Once you have come up with a list of ideas to try out, the following time will be for making those ideas a reality. Additionally, your motivation to try out those ideas will carry you through the times where you would default back to your most popular time-wasters.
What About Students?
By using social media in a specific way, students can benefit from these platforms too!
Searches can help students find information to assist them with assessment pieces. They can also allow students to engage in conversation with individuals who specialize in a specific subject matter.
Quoting someone for a research paper is good. Interviewing that same person is even better.
Students can use social media to take their learning to a whole new level, but it takes self-discipline. If students can harness that, the learning possibilities are endless.

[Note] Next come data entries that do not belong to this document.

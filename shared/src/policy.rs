use crate::{Deferred, Identity, Value};

/// Three-way authorization verdict returned by the policy gate.
///
/// `Allow` may carry a concrete identity. `Deny` and `Forbid` both refuse;
/// `Forbid` additionally means the caller must not retry.
#[derive(Clone, Debug, PartialEq, Eq)]
pub enum PolicyDirective<T> {
    Allow(Option<T>),
    Deny(Option<String>),
    Forbid(Option<String>),
}

impl<T> PolicyDirective<T> {
    pub fn allow(value: T) -> Self {
        PolicyDirective::Allow(Some(value))
    }

    pub fn deny(reason: impl Into<String>) -> Self {
        PolicyDirective::Deny(Some(reason.into()))
    }

    pub fn forbid(reason: impl Into<String>) -> Self {
        PolicyDirective::Forbid(Some(reason.into()))
    }

    pub fn is_allowed(&self) -> bool {
        matches!(self, PolicyDirective::Allow(_))
    }

    pub fn is_denied(&self) -> bool {
        matches!(self, PolicyDirective::Deny(_))
    }

    pub fn is_forbidden(&self) -> bool {
        matches!(self, PolicyDirective::Forbid(_))
    }

    pub fn reason(&self) -> Option<&str> {
        match self {
            PolicyDirective::Allow(_) => None,
            PolicyDirective::Deny(reason) | PolicyDirective::Forbid(reason) => reason.as_deref(),
        }
    }
}

/// External authenticator consulted by the policy gate on `Auth`/`Link`.
///
/// Implementations may perform their own network calls; they return a
/// deferred directive rather than blocking the calling cell's context.
pub trait Authenticator: Send + Sync {
    fn authenticate(&self, credentials: &Value) -> Deferred<PolicyDirective<Identity>>;
}
use std::{
    collections::HashMap,
    sync::{
        atomic::{AtomicU64, Ordering},
        Arc, RwLock,
    },
};

use log::trace;

use weft_shared::LinkHandle;

use crate::error::ScopeError;

/// Key one registered link is held under within its scope.
#[derive(Clone, Copy, Debug, PartialEq, Eq, Hash)]
pub struct LinkKey(u64);

struct ScopeSet {
    closed: bool,
    links: HashMap<u64, Arc<dyn LinkHandle>>,
}

struct ScopeInner {
    set: RwLock<ScopeSet>,
    next_key: AtomicU64,
}

/// Per-cell aggregator of the links opened from within that cell.
///
/// The set lives behind a shared write lock and `close` swaps it to empty
/// under the guard, so every member is closed exactly once no matter how
/// registration and close interleave across threads: a racing registration
/// either lands before the swap and is swept, or observes the closed flag
/// and is closed by the registering thread itself.
pub struct LinkScope {
    inner: Arc<ScopeInner>,
}

impl Clone for LinkScope {
    fn clone(&self) -> Self {
        Self {
            inner: Arc::clone(&self.inner),
        }
    }
}

impl LinkScope {
    pub fn new() -> Self {
        Self {
            inner: Arc::new(ScopeInner {
                set: RwLock::new(ScopeSet {
                    closed: false,
                    links: HashMap::new(),
                }),
                next_key: AtomicU64::new(0),
            }),
        }
    }

    /// Adds a link to the scope. After the scope has closed the link is
    /// closed down immediately instead and `ScopeError::Closed` returned.
    pub fn register(&self, link: Arc<dyn LinkHandle>) -> Result<LinkKey, ScopeError> {
        {
            if let Ok(mut set) = self.inner.set.write() {
                if !set.closed {
                    let key = self.inner.next_key.fetch_add(1, Ordering::Relaxed);
                    set.links.insert(key, link);
                    return Ok(LinkKey(key));
                }
            }
        }
        trace!("link registered against a closed scope; closing it down");
        link.close_down();
        Err(ScopeError::Closed)
    }

    /// Removes a link without closing it, handing ownership back.
    pub fn unregister(&self, key: LinkKey) -> Option<Arc<dyn LinkHandle>> {
        let Ok(mut set) = self.inner.set.write() else {
            return None;
        };
        set.links.remove(&key.0)
    }

    pub fn len(&self) -> usize {
        self.inner
            .set
            .read()
            .map(|set| set.links.len())
            .unwrap_or(0)
    }

    pub fn is_empty(&self) -> bool {
        self.len() == 0
    }

    pub fn is_closed(&self) -> bool {
        self.inner.set.read().map(|set| set.closed).unwrap_or(true)
    }

    /// Atomically swaps the set to empty and closes every member exactly
    /// once. Idempotent.
    pub fn close(&self) {
        let drained = {
            let Ok(mut set) = self.inner.set.write() else {
                return;
            };
            set.closed = true;
            std::mem::take(&mut set.links)
        };
        for (_, link) in drained {
            link.close_down();
        }
    }
}

impl Default for LinkScope {
    fn default() -> Self {
        Self::new()
    }
}
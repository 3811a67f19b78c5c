use thiserror::Error;

use crate::Envelope;

/// Errors that can occur translating envelopes at the wire boundary
#[derive(Clone, Debug, PartialEq, Eq, Error)]
pub enum CodecError {
    /// Input byte does not name any envelope kind
    #[error("unknown envelope tag byte {tag:#04x}")]
    UnknownTag { tag: u8 },

    /// Body could not be translated into the structure model
    #[error("envelope body malformed: {reason}")]
    MalformedBody { reason: String },

    /// Envelope cannot be represented by this codec
    #[error("envelope not encodable: {reason}")]
    NotEncodable { reason: String },
}

/// Result of one decode attempt over a byte buffer.
pub enum DecodeResult {
    /// One envelope decoded, consuming `consumed` bytes of the input.
    Complete { envelope: Envelope, consumed: usize },
    /// Input holds no complete envelope yet; feed more bytes.
    Incomplete,
    /// Input is not a valid envelope; the connection should be torn down.
    Invalid(CodecError),
}

/// Wire boundary: the core consumes and produces only `Envelope`s;
/// translating them to and from bytes on a transport is the hosting
/// process's codec. No concrete codec ships with the core.
pub trait Codec: Send + Sync {
    fn encode(&self, envelope: &Envelope) -> Result<Vec<u8>, CodecError>;
    fn decode(&self, input: &[u8]) -> DecodeResult;
}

And much like myself, students can start to develop their own personal brands to become known experts in their passions. And who knows. Maybe someone will be asking them for an interview down the road.

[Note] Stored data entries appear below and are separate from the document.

//! Spherical Web Mercator (EPSG:3857) conversions.
//!
//! Geographic input is `(longitude, latitude)` in degrees, metric output is
//! `(x, y)` in meters. Area ratios only make sense after this step.

use geo::{BoundingRect, Coord, LineString, MapCoords, Point, Polygon};
use serde::Serialize;

pub const EARTH_RADIUS: f64 = 6_378_137.0;

/// Latitude where Web Mercator becomes a square world.
pub const MAX_LATITUDE: f64 = 85.051_128_78;

pub fn to_web_mercator(lon: f64, lat: f64) -> (f64, f64) {
    let lat = lat.clamp(-MAX_LATITUDE, MAX_LATITUDE);
    let x = EARTH_RADIUS * lon.to_radians();
    let y = EARTH_RADIUS * (std::f64::consts::FRAC_PI_4 + lat.to_radians() / 2.0).tan().ln();
    (x, y)
}

pub fn from_web_mercator(x: f64, y: f64) -> (f64, f64) {
    let lon = (x / EARTH_RADIUS).to_degrees();
    let lat = (2.0 * (y / EARTH_RADIUS).exp().atan() - std::f64::consts::FRAC_PI_2).to_degrees();
    (lon, lat)
}

pub fn project_point(point: Point<f64>) -> Point<f64> {
    let (x, y) = to_web_mercator(point.x(), point.y());
    Point::new(x, y)
}

pub fn project_polygon(polygon: &Polygon<f64>) -> Polygon<f64> {
    polygon.map_coords(|Coord { x, y }| {
        let (x, y) = to_web_mercator(x, y);
        Coord { x, y }
    })
}

/// Builds a closed polygon from a `(lon, lat)` ring and projects it.
pub fn project_ring(ring: &[(f64, f64)]) -> Polygon<f64> {
    let coords: Vec<(f64, f64)> = ring
        .iter()
        .map(|&(lon, lat)| to_web_mercator(lon, lat))
        .collect();
    Polygon::new(LineString::from(coords), vec![])
}

/// Axis-aligned rectangle in Web Mercator meters.
#[derive(Debug, Clone, Copy, PartialEq, Serialize)]
pub struct Extent {
    pub min_x: f64,
    pub min_y: f64,
    pub max_x: f64,
    pub max_y: f64,
}

impl Extent {
    pub fn width(&self) -> f64 {
        self.max_x - self.min_x
    }

    pub fn height(&self) -> f64 {
        self.max_y - self.min_y
    }

    pub fn expand(&self, margin: f64) -> Self {
        Self {
            min_x: self.min_x - margin,
            min_y: self.min_y - margin,
            max_x: self.max_x + margin,
            max_y: self.max_y + margin,
        }
    }

    /// Grows one axis around the center until `width / height == aspect`.
    pub fn fit_aspect(&self, aspect: f64) -> Self {
        let (cx, cy) = (
            (self.min_x + self.max_x) / 2.0,
            (self.min_y + self.max_y) / 2.0,
        );
        let mut width = self.width();
        let mut height = self.height();
        if width / height > aspect {
            height = width / aspect;
        } else {
            width = height * aspect;
        }
        Self {
            min_x: cx - width / 2.0,
            min_y: cy - height / 2.0,
            max_x: cx + width / 2.0,
            max_y: cy + height / 2.0,
        }
    }

    pub fn intersects(&self, other: &Extent) -> bool {
        self.min_x < other.max_x
            && self.max_x > other.min_x
            && self.min_y < other.max_y
            && self.max_y > other.min_y
    }
}

/// Total bounds of a set of polygons, `None` for an empty set.
pub fn total_bounds<'a, I>(polygons: I) -> Option<Extent>
where
    I: IntoIterator<Item = &'a Polygon<f64>>,
{
    let mut extent: Option<Extent> = None;
    for polygon in polygons {
        let Some(rect) = polygon.bounding_rect() else {
            continue;
        };
        let next = Extent {
            min_x: rect.min().x,
            min_y: rect.min().y,
            max_x: rect.max().x,
            max_y: rect.max().y,
        };
        extent = Some(match extent {
            None => next,
            Some(current) => Extent {
                min_x: current.min_x.min(next.min_x),
                min_y: current.min_y.min(next.min_y),
                max_x: current.max_x.max(next.max_x),
                max_y: current.max_y.max(next.max_y),
            },
        });
    }
    extent
}

#[cfg(test)]
mod tests {
    use super::*;

    #[test]
    fn origin_maps_to_origin() {
        let (x, y) = to_web_mercator(0.0, 0.0);
        assert!(x.abs() < 1e-9);
        assert!(y.abs() < 1e-9);
    }

    #[test]
    fn antimeridian_is_half_circumference() {
        let (x, _) = to_web_mercator(180.0, 0.0);
        assert!((x - 20_037_508.342_789_244).abs() < 1e-6);
    }

    #[test]
    fn round_trip_is_sub_meter() {
        let lon = 6.180_199_7;
        let lat = 52.274_274_4;
        let (x, y) = to_web_mercator(lon, lat);
        let (back_lon, back_lat) = from_web_mercator(x, y);
        let (x2, y2) = to_web_mercator(back_lon, back_lat);
        assert!((x - x2).abs() < 1e-3);
        assert!((y - y2).abs() < 1e-3);
        assert!((lon - back_lon).abs() < 1e-9);
        assert!((lat - back_lat).abs() < 1e-9);
    }

    #[test]
    fn latitude_is_clamped() {
        let (_, y_pole) = to_web_mercator(0.0, 90.0);
        let (_, y_max) = to_web_mercator(0.0, MAX_LATITUDE);
        assert_eq!(y_pole, y_max);
        assert!(y_pole.is_finite());
    }

    #[test]
    fn projected_ring_preserves_vertex_count() {
        let ring = [(6.0, 52.0), (6.1, 52.0), (6.1, 52.1), (6.0, 52.0)];
        let polygon = project_ring(&ring);
        assert_eq!(polygon.exterior().0.len(), 4);
        let first = polygon.exterior().0[0];
        let (x, y) = to_web_mercator(6.0, 52.0);
        assert!((first.x - x).abs() < 1e-9);
        assert!((first.y - y).abs() < 1e-9);
    }

    #[test]
    fn total_bounds_spans_all_polygons() {
        let a = Polygon::new(LineString::from(vec![(0.0, 0.0), (1.0, 0.0), (1.0, 1.0)]), vec![]);
        let b = Polygon::new(LineString::from(vec![(5.0, -2.0), (6.0, -2.0), (6.0, 3.0)]), vec![]);
        let extent = total_bounds([&a, &b]).expect("non-empty");
        assert_eq!(
            extent,
            Extent { min_x: 0.0, min_y: -2.0, max_x: 6.0, max_y: 3.0 }
        );
        assert_eq!(total_bounds(std::iter::empty::<&Polygon<f64>>()), None);
    }

    #[test]
    fn fit_aspect_keeps_center_and_contains_input() {
        let extent = Extent { min_x: 0.0, min_y: 0.0, max_x: 400.0, max_y: 100.0 };
        let fitted = extent.fit_aspect(2.0);
        assert!((fitted.width() / fitted.height() - 2.0).abs() < 1e-12);
        assert!((fitted.width() - 400.0).abs() < 1e-12);
        assert!((fitted.min_y - -50.0).abs() < 1e-12);

        let tall = extent.fit_aspect(8.0);
        assert!((tall.height() - 100.0).abs() < 1e-12);
        assert!((tall.min_x - -200.0).abs() < 1e-12);
    }
}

Productivity tips are simply just tips. It is easy to Google search how to be productive. That may be how you stumbled on this article.

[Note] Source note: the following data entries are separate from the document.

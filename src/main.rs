fn main() {
    pretty_env_logger::init();
    if let Err(err) = goatmap::run() {
        eprintln!("error: {err}");
        std::process::exit(1);
    }
}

The reason these exist on the internet is that they work for somebody. Through trial and error, and a whole lot of self-discipline, you can find the ones that work for you as well.
These three productivity tips have worked well for both myself and my students. It does take time to master their practice. But I assure you, if they can work in my classroom, they can work in yours!
I would love for you to leave a comment below listing some of your favourite productivity tips, or how the above ones work in your classroom!
Thanks for reading!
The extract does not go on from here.